Sermon by Rev Sydney Maitland for Sunday 29 October 2017.
Readings
Old Testament: Deuteronomy 34: 1-12
Epistle: 1 Thessalonians 2: 1-8
Gospel: Matthew 22: 34-46
One aspect of my work in planning was that it was always concerned with the future: how would a proposed development affect its surroundings? Could it, and if so, how should a derelict site or building be restored? What form should a policy take and how should it be expressed?
All of these questions remained valid even 1 was not going to be there to see the final effect of the way they had been answered.
But then this was not a work of fortune-telling but of reasoned anticipation of events and effects which was open to challenge and had to be explained and justified.
In a way both Moses and Paul could not see the final effect of their work, even if they could see firm foundations being established for the people of Israel and for the church. And yet both died before their final hopes were realized.
Moses was banned from entering the Promised Land, even if he was allowed to see what the work of his last 40 years had all been about.

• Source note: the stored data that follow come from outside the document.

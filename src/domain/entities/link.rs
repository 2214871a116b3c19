//! Link entity representing a short code mapping.

use chrono::{DateTime, Utc};

/// A live mapping from a short code to a long URL.
///
/// `expires_at` is computed when the mapping is written; the store drops the
/// key on its own once that instant passes.
#[derive(Debug, Clone, PartialEq, Eq)]
pub struct Link {
    pub code: String,
    pub long_url: String,
    pub expires_at: DateTime<Utc>,
}

impl Link {
    pub fn new(code: String, long_url: String, expires_at: DateTime<Utc>) -> Self {
        Self {
            code,
            long_url,
            expires_at,
        }
    }
}

/// Unvalidated input for creating a link, as received from a form or the API.
///
/// `expiration_days` is `None` when the submitted value was missing or not
/// an integer; validation happens in
/// [`crate::application::services::LinkService::shorten`].
#[derive(Debug, Clone, Default)]
pub struct LinkRequest {
    pub long_url: String,
    pub alias: Option<String>,
    pub expiration_days: Option<i64>,
}

impl LinkRequest {
    /// Builds a request from raw form fields.
    ///
    /// A blank alias means "generate a code".
    pub fn from_form(long_url: &str, alias: &str, expiration: &str) -> Self {
        let alias = alias.trim();

        Self {
            long_url: long_url.to_string(),
            alias: (!alias.is_empty()).then(|| alias.to_string()),
            expiration_days: expiration.trim().parse().ok(),
        }
    }
}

And Paul also ended up being executed in Rome and was not to see the evangelization of Spain, which was left to the apostle James – St Iago.
In one sense both of these lives ended up in failure, although strangely Moses did in fact set foot in the Promised Land when he and Elijah met Jesus on the Mount of the Transfiguration.
And that was to speak about a far greater realization of their lives’ work than either Moses or Elijah could ever have imagined.
So here we have a paradox: lives spent extravagantly in the service of the God, and yet meeting only partial visible success.
So there must have been something else leading them. O yes, we say – it must have been the power of God, which in Paul’s case was more fully understood as the power of the Holy Spirit in sustaining his ministry, even when tired, alone, assaulted by almost every power imaginable and let down by colleagues.
But in the event it was not the overt and evident success of their tasks that sustained either Moses or Paul but indeed the ongoing fellowship of God, and a real commitment to that mission come what may – even for themselves.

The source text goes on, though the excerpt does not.